== To do ==
Take every line from the entries below that includes the word "single" and copy it.

== Extracted records ==
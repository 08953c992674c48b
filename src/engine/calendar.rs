use serde::{Deserialize, Serialize};

use crate::model::{Minutes, Span};

/// Ordered set of disjoint free intervals, merged on insert.
///
/// Invariant after every call: sorted ascending by start, and strictly
/// separated — for any adjacent pair `[a,b) [c,d)`, `b < c`. Intervals that
/// touch at a boundary are merged into one.
#[derive(Debug, Clone, Default, PartialEq, Eq, Serialize, Deserialize)]
pub struct IntervalCalendar {
    intervals: Vec<Span>,
}

impl IntervalCalendar {
    pub fn new() -> Self {
        Self {
            intervals: Vec::new(),
        }
    }

    pub fn spans(&self) -> &[Span] {
        &self.intervals
    }

    pub fn is_empty(&self) -> bool {
        self.intervals.is_empty()
    }

    /// Open `[start, end)` for use. Merges with every existing interval the
    /// new one overlaps or touches. Non-positive-length input is dropped.
    pub fn add_available(&mut self, start: Minutes, end: Minutes) {
        if start >= end {
            return;
        }
        let mut merged = Span::new(start, end);
        let mut out = Vec::with_capacity(self.intervals.len() + 1);
        let mut placed = false;
        for &existing in &self.intervals {
            if existing.end < merged.start {
                out.push(existing);
            } else if merged.end < existing.start {
                if !placed {
                    out.push(merged);
                    placed = true;
                }
                out.push(existing);
            } else {
                merged = Span::new(
                    merged.start.min(existing.start),
                    merged.end.max(existing.end),
                );
            }
        }
        if !placed {
            out.push(merged);
        }
        self.intervals = out;
    }

    /// True iff a single free interval fully contains `[start, end)`.
    /// A request across a gap is never satisfiable.
    pub fn is_available(&self, start: Minutes, end: Minutes) -> bool {
        if start >= end {
            return false;
        }
        self.candidate_index(start)
            .is_some_and(|i| self.intervals[i].end >= end)
    }

    /// Claim `[start, end)` out of the free interval containing it, leaving
    /// the 0–2 remainders free. Returns false when no single interval
    /// contains the request.
    pub fn reserve(&mut self, start: Minutes, end: Minutes) -> bool {
        if start >= end {
            return false;
        }
        let Some(idx) = self.candidate_index(start) else {
            return false;
        };
        let found = self.intervals[idx];
        if found.end < end {
            return false;
        }
        self.intervals.remove(idx);
        let mut insert_at = idx;
        if found.start < start {
            self.intervals.insert(insert_at, Span::new(found.start, start));
            insert_at += 1;
        }
        if end < found.end {
            self.intervals.insert(insert_at, Span::new(end, found.end));
        }
        true
    }

    /// Index of the only interval that can contain a range starting at
    /// `start`: the last one starting at or before it, if it reaches past it.
    fn candidate_index(&self, start: Minutes) -> Option<usize> {
        let idx = self.intervals.partition_point(|iv| iv.start <= start);
        if idx == 0 {
            return None;
        }
        (self.intervals[idx - 1].end > start).then_some(idx - 1)
    }
}
//! Error types for the xmlconvert-client library.
//!
//! Every `convert*` call ends in exactly one of these outcomes:
//!
//! * [`ConvertError::InvalidInput`] — the input is not well-formed XML.
//!   Raised before any network activity; the caller fixes the input.
//!
//! * [`ConvertError::RemoteRejection`] — the service answered with a
//!   non-2xx status. The response body is kept verbatim as diagnostic text
//!   and never reaches the output stream.
//!
//! * [`ConvertError::Transport`] — the request never produced a response, or
//!   the response body broke off mid-copy. Wraps a [`TransportError`].
//!
//! The client never retries and never swallows one of these; the caller
//! decides what is recoverable.

use std::path::PathBuf;
use thiserror::Error;

/// All fatal errors returned by the xmlconvert-client library.
#[derive(Debug, Error)]
pub enum ConvertError {
    // ── Input errors ──────────────────────────────────────────────────────
    /// The input stream is not well-formed XML. No request was sent.
    #[error("Input is not well-formed XML: {reason}\nNo request was sent to the conversion service.")]
    InvalidInput { reason: String },

    /// Reading or rewinding the input, or writing the output, failed.
    #[error("Stream I/O failed: {0}")]
    Io(#[from] std::io::Error),

    // ── Remote errors ─────────────────────────────────────────────────────
    /// The conversion service returned a non-success status.
    #[error("Conversion service rejected the request with HTTP {status}: {body}")]
    RemoteRejection { status: u16, body: String },

    /// The request could not be delivered or the response broke off.
    #[error(transparent)]
    Transport(#[from] TransportError),

    // ── File errors ───────────────────────────────────────────────────────
    /// Could not create, write or rename the output file.
    #[error("Failed to write output file '{path}': {source}")]
    OutputWriteFailed {
        path: PathBuf,
        #[source]
        source: std::io::Error,
    },

    // ── Config errors ─────────────────────────────────────────────────────
    /// Builder validation failed.
    #[error("Invalid configuration: {0}")]
    InvalidConfig(String),
}

impl ConvertError {
    /// `true` when the service itself answered, as opposed to the input or
    /// the network failing.
    pub fn is_remote_rejection(&self) -> bool {
        matches!(self, ConvertError::RemoteRejection { .. })
    }
}

/// Failure inside a [`crate::transport::Transport`].
///
/// Custom transports and test doubles use [`TransportError::Other`].
#[derive(Debug, Error)]
pub enum TransportError {
    /// The default reqwest transport failed (connect, DNS, TLS, timeout, body).
    #[error("HTTP transport error: {0}\nCheck the endpoint URL and your network connection.")]
    Http(#[from] reqwest::Error),

    /// Any other transport failure.
    #[error("Transport error: {0}")]
    Other(String),
}

impl TransportError {
    /// Whether the failure was a timeout imposed on the transport.
    pub fn is_timeout(&self) -> bool {
        match self {
            TransportError::Http(e) => e.is_timeout(),
            TransportError::Other(_) => false,
        }
    }
}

== Problem solution ==
    /// True iff a single free interval fully contains `[start, end)`.
    /// the 0–2 remainders free. Returns false when no single interval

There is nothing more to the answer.